> WHAT YOU SHOULD DO
Every line below that has the string "tracing" needs to be copied.
★ ★ ★ ★
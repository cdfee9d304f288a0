//! Tool call parsing: normalizes model output to `ToolCall` structs.
//!
//! Providers return tool calls in the OpenAI shape: a function name plus a
//! JSON-encoded argument string. Models regularly get that string wrong, so
//! parsing is tolerant: obviously broken JSON is repaired, and calls that are
//! still unusable come back as [`MalformedToolCall`] instead of failing the
//! whole response. The workflow turns those into corrective tool messages.

use serde::Deserialize;
use uuid::Uuid;

use super::errors::InferenceError;
use super::types::{MalformedToolCall, ModelReply, ToolCall};

// ─── Single Call ─────────────────────────────────────────────────────────────

/// Parse one tool call from its name and raw argument string.
///
/// Empty argument strings are accepted as `{}`; whether that satisfies the
/// tool's schema is the registry's concern.
pub fn parse_tool_call(
    id: Option<&str>,
    name: &str,
    arguments_json: &str,
) -> Result<ToolCall, MalformedToolCall> {
    let call_id = id
        .filter(|s| !s.is_empty())
        .map(String::from)
        .unwrap_or_else(|| format!("call_{}", Uuid::new_v4()));

    let malformed = |reason: String| MalformedToolCall {
        id: call_id.clone(),
        name: name.to_string(),
        raw_arguments: arguments_json.to_string(),
        reason,
    };

    if name.trim().is_empty() {
        return Err(malformed("empty tool name".into()));
    }

    let arguments = if arguments_json.trim().is_empty() {
        serde_json::Value::Object(serde_json::Map::new())
    } else {
        match serde_json::from_str::<serde_json::Value>(arguments_json) {
            Ok(v) => v,
            Err(e) => match repair_malformed_tool_call_json(arguments_json) {
                Some(v) => {
                    tracing::info!(tool = %name, "repaired malformed JSON tool call arguments");
                    v
                }
                None => return Err(malformed(format!("invalid JSON arguments: {e}"))),
            },
        }
    };

    if !arguments.is_object() {
        return Err(malformed(format!(
            "arguments must be a JSON object, got {}",
            json_kind(&arguments)
        )));
    }

    Ok(ToolCall {
        id: call_id,
        name: name.to_string(),
        arguments,
    })
}

fn json_kind(value: &serde_json::Value) -> &'static str {
    match value {
        serde_json::Value::Null => "null",
        serde_json::Value::Bool(_) => "a boolean",
        serde_json::Value::Number(_) => "a number",
        serde_json::Value::String(_) => "a string",
        serde_json::Value::Array(_) => "an array",
        serde_json::Value::Object(_) => "an object",
    }
}

// ─── Full Response ───────────────────────────────────────────────────────────

/// Parse a non-streaming `/chat/completions` response body.
pub fn parse_completion_response(body: &str) -> Result<ModelReply, InferenceError> {
    #[derive(Deserialize)]
    struct CompletionResponse {
        choices: Vec<CompletionChoice>,
    }

    #[derive(Deserialize)]
    struct CompletionChoice {
        message: CompletionMessage,
        finish_reason: Option<String>,
    }

    #[derive(Deserialize)]
    struct CompletionMessage {
        content: Option<String>,
        tool_calls: Option<Vec<CompletionToolCall>>,
    }

    #[derive(Deserialize)]
    struct CompletionToolCall {
        id: Option<String>,
        function: CompletionFunction,
    }

    #[derive(Deserialize)]
    struct CompletionFunction {
        #[serde(default)]
        name: String,
        #[serde(default)]
        arguments: Option<serde_json::Value>,
    }

    let resp: CompletionResponse =
        serde_json::from_str(body).map_err(|e| InferenceError::ResponseError {
            reason: format!("failed to parse completion response: {e}"),
        })?;

    let choice = resp
        .choices
        .into_iter()
        .next()
        .ok_or(InferenceError::ResponseError {
            reason: "empty choices array".into(),
        })?;

    let text = choice.message.content.filter(|c| !c.trim().is_empty());

    let mut tool_calls = Vec::new();
    let mut malformed_calls = Vec::new();
    for tc in choice.message.tool_calls.unwrap_or_default() {
        // Some providers send `arguments` as an object instead of a string.
        let raw = match tc.function.arguments {
            Some(serde_json::Value::String(s)) => s,
            Some(serde_json::Value::Null) | None => String::new(),
            Some(other) => other.to_string(),
        };
        match parse_tool_call(tc.id.as_deref(), &tc.function.name, &raw) {
            Ok(call) => tool_calls.push(call),
            Err(bad) => {
                tracing::warn!(
                    tool = %bad.name,
                    reason = %bad.reason,
                    "model emitted a malformed tool call"
                );
                malformed_calls.push(bad);
            }
        }
    }

    let finish_reason = if !tool_calls.is_empty() || !malformed_calls.is_empty() {
        Some("tool_calls".into())
    } else {
        choice.finish_reason
    };

    Ok(ModelReply {
        text,
        tool_calls,
        malformed_calls,
        finish_reason,
    })
}

// ─── JSON Repair ─────────────────────────────────────────────────────────────

/// Attempt to repair malformed JSON arguments from a model tool call.
///
/// Common malformations:
/// 1. Double quotes: `"key":""value"` (extra quote before value)
/// 2. Trailing commas: `{"a":1,}`
/// 3. Missing closing brace (unbalanced)
/// 4. Unescaped control characters in string values
///
/// Returns `Some(value)` if repair succeeds, `None` if irreparable.
pub fn repair_malformed_tool_call_json(raw: &str) -> Option<serde_json::Value> {
    if let Ok(v) = serde_json::from_str::<serde_json::Value>(raw) {
        return Some(v);
    }

    let mut repaired = repair_double_quotes(raw);
    if let Ok(v) = serde_json::from_str::<serde_json::Value>(&repaired) {
        return Some(v);
    }

    repaired = repair_trailing_commas(&repaired);
    if let Ok(v) = serde_json::from_str::<serde_json::Value>(&repaired) {
        return Some(v);
    }

    repaired = repair_unbalanced_braces(&repaired);
    if let Ok(v) = serde_json::from_str::<serde_json::Value>(&repaired) {
        return Some(v);
    }

    repaired = repair_control_characters(&repaired);
    serde_json::from_str::<serde_json::Value>(&repaired).ok()
}

/// Collapse `:""value` into `:"value"`, leaving legitimate empty strings alone.
fn repair_double_quotes(input: &str) -> String {
    let bytes = input.as_bytes();
    let mut result = Vec::with_capacity(bytes.len());
    let mut i = 0;

    while i < bytes.len() {
        if i + 2 < bytes.len() && bytes[i] == b':' && bytes[i + 1] == b'"' && bytes[i + 2] == b'"'
        {
            // `:""` followed by `,` or `}` is an empty string
            if i + 3 < bytes.len() && bytes[i + 3] != b',' && bytes[i + 3] != b'}' {
                result.push(b':');
                result.push(b'"');
                i += 3;
                continue;
            }
        }
        result.push(bytes[i]);
        i += 1;
    }

    String::from_utf8(result).unwrap_or_else(|_| input.to_string())
}

/// Remove trailing commas before `}` or `]`.
fn repair_trailing_commas(input: &str) -> String {
    let chars: Vec<char> = input.chars().collect();
    let mut result = String::with_capacity(input.len());
    let mut i = 0;

    while i < chars.len() {
        if chars[i] == ',' {
            let mut j = i + 1;
            while j < chars.len() && chars[j].is_whitespace() {
                j += 1;
            }
            if j < chars.len() && (chars[j] == '}' || chars[j] == ']') {
                i += 1;
                continue;
            }
        }
        result.push(chars[i]);
        i += 1;
    }

    result
}

/// Append closing braces to balance unmatched opening braces.
fn repair_unbalanced_braces(input: &str) -> String {
    let mut brace_depth: i32 = 0;
    let mut in_string = false;
    let mut escape_next = false;

    for ch in input.chars() {
        if escape_next {
            escape_next = false;
            continue;
        }
        if ch == '\\' && in_string {
            escape_next = true;
            continue;
        }
        if ch == '"' {
            in_string = !in_string;
            continue;
        }
        if !in_string {
            if ch == '{' {
                brace_depth += 1;
            } else if ch == '}' {
                brace_depth -= 1;
            }
        }
    }

    let mut result = input.to_string();
    for _ in 0..brace_depth.max(0) {
        result.push('}');
    }
    result
}

/// Remove control characters other than `\n`, `\r`, `\t`.
fn repair_control_characters(input: &str) -> String {
    input
        .chars()
        .filter(|&c| !c.is_control() || c == '\n' || c == '\r' || c == '\t')
        .collect()
}

// ─── Tests ───────────────────────────────────────────────────────────────────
★ ★ ★ ★
> ANSWER TO THIS EXERCISE
                    tracing::info!(tool = %name, "repaired malformed JSON tool call arguments");
                tracing::warn!(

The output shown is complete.